In some implementations, a nudge approach provides for real-time (or near real-time) voice toxicity detection and user notification and assignment of corresponding consequences. In such a nudge approach, a non-permissible content detector (for example, a voice toxicity classification machine learning (ML) model) is run on the audio stream published from each user microphone to detect multiple toxicity classes (e.g., profanity, racism, bullying, and others) in real-time (or near real-time). A nudge approach responds by taking action (warning or corrective action) applied to the source of the non-permissible content to get the source user (the user causing the problem) to stop.

In some implementations, a reverse nudge approach provides real-time (or near real-time) toxicity detection and agency for affected users. Here, a non-permissible content detector (for example, a voice toxicity classification machine learning (ML) model) is run on the audio stream published from each user microphone to detect multiple toxicity classes (e.g., profanity, racism, bullying, and others) in real-time (or near real-time).

A reverse nudge approach responds by taking action (warning or corrective action) applied to the destination of the non-permissible content (the users adversely affected by the content) to protect the receiving user from receiving content that may have a negative effect on the receiving user if received.

Such an approach may provide immediate feedback to the affected users about the behavior of the offending user, giving agency to the affected users to take action against the offending user, for example to mute the offending user or remove the offending user from a group of users.

Additional aspects of this capability to manage non-permissible content of various implementations is discussed further with respect to FIG. 3 and FIG. 11.

Instant Voice Access

Party voice may also provide UI controls to enable and interact with audio features. For example, a graphical toolbar or another UI element with controls to manage a party voice communication session may be overlaid at the top edge (or at another location) in a virtual environment, making it easy for users to establish party voice communication sessions with one another and control attributes of the voice communication sessions. These UI controls may provide the ability to manage the communication session itself as well as aspects of the content communicated via the communication session. There may also be some implementations that provide multiple ongoing private communication sessions.

Audio API

Party voice may also provide features to manage the interaction between an audio player and other audio devices. For example, the audio player may use an audio API to control and interact with audio emitter(s) and/or audio analyzer(s). The API may control a variety of audio parameters on each end, as well as hardware settings from the audio hardware. For example, the audio may be modified to change aspects of its frequency, amplitude, timbre, sample rate, and bit depth, although these are only examples and many other characteristics are possible.

Settings/Effects

A settings UI and an effects UI may provide features to manage the party voice communications. For example, a settings UI may provide various settings to manage party voice such as various sound effects to apply during party voice (e.g., volume, drinking, piano sound, voice communication effects, hear yourself, and muffle players in other rooms, etc.).

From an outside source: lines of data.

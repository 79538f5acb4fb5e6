use std::sync::LazyLock;

use regex::Regex;

use super::sections::Category;

static PATTERNS: LazyLock<Patterns> = LazyLock::new(Patterns::new);

/// Header keywords per category. Order is load-bearing: the first category
/// with a keyword contained in the header label wins.
pub const SECTION_KEYWORDS: &[(Category, &[&str])] = &[
    (
        Category::Npcs,
        &["npc", "character", "cast", "dramatis personae", "people", "who", "player character"],
    ),
    (
        Category::Encounters,
        &[
            "encounter", "combat", "battle", "fight", "conflict", "challenge",
            "prepared encounter", "random table",
        ],
    ),
    (
        Category::Revelations,
        &["revelation", "secret", "twist", "mystery", "plot", "spoiler", "secrets &"],
    ),
    (
        Category::Items,
        &[
            "item", "loot", "treasure", "equipment", "gear", "magic item", "reward",
            "party resources", "cargo",
        ],
    ),
    (
        Category::Quests,
        &[
            "quest", "mission", "task", "objective", "goal", "adventure hook", "plot hook",
            "timeline", "event",
        ],
    ),
    (
        Category::Locations,
        &["location", "place", "area", "room", "map", "dungeon", "setting", "ship"],
    ),
    (
        Category::Factions,
        &["faction", "organization", "group", "guild", "order", "reputation"],
    ),
    (
        Category::Mechanics,
        &[
            "mechanic", "rule", "table", "system", "homebrew", "quick reference",
            "dm reference", "reminder",
        ],
    ),
    (
        Category::Lore,
        &[
            "lore", "history", "background", "legend", "story", "world", "campaign overview",
            "setting", "act",
        ],
    ),
];

pub const RARITIES: &[&str] = &["Common", "Uncommon", "Rare", "Very Rare", "Legendary", "Artifact"];
pub const ENCOUNTER_TAGS: &[&str] = &["Combat", "Social", "Puzzle", "Exploration"];
pub const NPC_ROLE_WORDS: &[&str] = &[
    "captain", "commander", "merchant", "guard", "wizard", "priest", "noble", "king", "queen",
];
pub const ENCOUNTER_WORDS: &[&str] = &[
    "CR", "combat", "battle", "fight", "attack", "HP", "AC", "initiative",
];
pub const ITEM_WORDS: &[&str] = &[
    "sword", "armor", "potion", "ring", "wand", "staff", "gold", "gp", "treasure",
];

pub const LOW_CONFIDENCE_WARNING: &str =
    "Consider using clear headers like \"NPCs:\", \"Encounters:\", etc. for better results";

/// Every pattern and vocabulary the pipeline matches against. Built once and
/// shared read-only by reference across all stages and threads.
pub struct Patterns {
    pub section_keywords: &'static [(Category, &'static [&'static str])],

    // normalization
    pub dash_variants: Regex,
    pub blank_runs: Regex,

    // segmentation
    pub heading: Regex,

    // shared line shapes
    pub list_marker: Regex,
    pub generic_anchor: Regex,

    // npcs
    pub npc_name_anchor: Regex,
    pub npc_bold_anchor: Regex,
    pub npc_role: Regex,
    pub npc_secret: Regex,
    pub npc_catchphrase: Regex,

    // encounters
    pub encounter_cr: Regex,
    pub encounter_typed: Regex,
    pub embedded_cr: Regex,

    // revelations
    pub revelation_when: Regex,

    // items
    pub item_bullet: Regex,
    pub item_paren: Regex,
    pub item_dash: Regex,
    pub rarity: Regex,

    // fallback sniffing
    pub two_word_name: Regex,
    pub npc_role_words: Regex,
    pub encounter_words: Regex,
    pub item_words: Regex,
    pub item_value: Regex,
}

impl Patterns {
    pub fn new() -> Self {
        Self {
            section_keywords: SECTION_KEYWORDS,

            dash_variants: Regex::new(r"[–—]").unwrap(),
            blank_runs: Regex::new(r"\n{3,}").unwrap(),

            heading: Regex::new(r"^(#{1,6})\s+(.+)$").unwrap(),

            list_marker: Regex::new(r"^(?:[-•*]|\d+\.)\s+").unwrap(),
            generic_anchor: Regex::new(r"^([^-]+?)\s*-\s*(.+)$").unwrap(),

            npc_name_anchor: Regex::new(r"^([A-Z][a-z]+(?:\s+[A-Z][a-z]+)*)\s*-\s*(.+)$").unwrap(),
            npc_bold_anchor: Regex::new(r"^\*\*([^*]+)\*\*\s*(?:[-:]\s*)?([^-:\s].*)$").unwrap(),
            npc_role: Regex::new(r"^([^.,]+?)(?:\.|,|$)").unwrap(),
            npc_secret: Regex::new(r"(?i)\bsecret\s*:\s*(.+)$").unwrap(),
            npc_catchphrase: Regex::new(
                r#"(?i)\b(?:catchphrase|says|quote)\s*:?\s*["'“](.+?)["'”]|["“](.+?)["”]"#,
            )
            .unwrap(),

            encounter_cr: Regex::new(
                r"(?i)^([^-]+?)\s*-\s*(?:CR|Challenge Rating)\s*(\d+(?:/\d+)?)(?:\s*[-,:;]?\s*(.+))?$",
            )
            .unwrap(),
            encounter_typed: Regex::new(&format!(
                r"(?i)^([^-]+?)\s*-\s*({})\b(?:\s*[-,:;]?\s*(.+))?$",
                ENCOUNTER_TAGS.join("|")
            ))
            .unwrap(),
            embedded_cr: Regex::new(r"(?i)\bCR\s*(\d+(?:/\d+)?)").unwrap(),

            revelation_when: Regex::new(r"(?i)\b(?:when|timing|act)\b\s*:?\s*([^.]+)").unwrap(),

            item_bullet: Regex::new(r"^[-•*]\s*").unwrap(),
            item_paren: Regex::new(r"^([^(]+)\s*\(([^)]+)\)").unwrap(),
            item_dash: Regex::new(r"^([^-]+)\s*-\s*(.+)$").unwrap(),
            rarity: Regex::new(&format!(
                r"(?i)\b({})\b",
                RARITIES
                    .iter()
                    .map(|r| r.replace(' ', r"\s+"))
                    .collect::<Vec<_>>()
                    .join("|")
            ))
            .unwrap(),

            two_word_name: Regex::new(r"[A-Z][a-z]+\s+[A-Z][a-z]+").unwrap(),
            npc_role_words: word_set(NPC_ROLE_WORDS),
            encounter_words: word_set(ENCOUNTER_WORDS),
            item_words: word_set(ITEM_WORDS),
            item_value: Regex::new(r"(?i)\d+\s*(?:gp|gold)").unwrap(),
        }
    }

    /// The process-wide instance.
    pub fn global() -> &'static Patterns {
        &PATTERNS
    }
}

impl Default for Patterns {
    fn default() -> Self {
        Self::new()
    }
}

/// Case-insensitive whole-word alternation over a vocabulary.
fn word_set(words: &[&str]) -> Regex {
    let alternation = words
        .iter()
        .map(|w| regex::escape(w))
        .collect::<Vec<_>>()
        .join("|");
    Regex::new(&format!(r"(?i)\b(?:{})\b", alternation)).unwrap()
}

An effects UI may provide features to apply effects to voices (e.g., sulfur hexafluoride balloon, helium balloon, megaphone, etc.). Thus, the settings UI and/or the effects UI provide for settings/effects that are applied to voice communications. The selected vocal effect may allow the party voice to be more versatile by transforming the vocal content transmitted over the channel. Additional aspects of these features are illustrated at FIG. 5 and FIG. 6.

Voice Control

As an aspect of party voice, party voice may incorporate the use of voice control. Here, the virtual environment may receive an audio input from a user and may use various techniques to process the audio input to determine a corresponding user action and implementing the corresponding user action. For example, there may be certain keywords that are known to correspond to user actions. Additionally, there may be a specific keyword or phrase instructing some implementations that the next phrase is an instruction rather than audio content to be transmitted.

Example Communication Session

As an example implementation of forming a communication session (here, a voice communication session), there may be two users, Alice and Bob. Some implementations may vary somewhat from the example presented herein. Alice may be in a virtual environment, while Bob is playing a game in a virtual experience of the virtual environment. Alice requests a communication session in a platform communication manager for Alice and Bob through a new virtual experience. The platform communication manager verifies Alice's permissions, creates an entry for the new communication session, and notifies Bob about the communication session.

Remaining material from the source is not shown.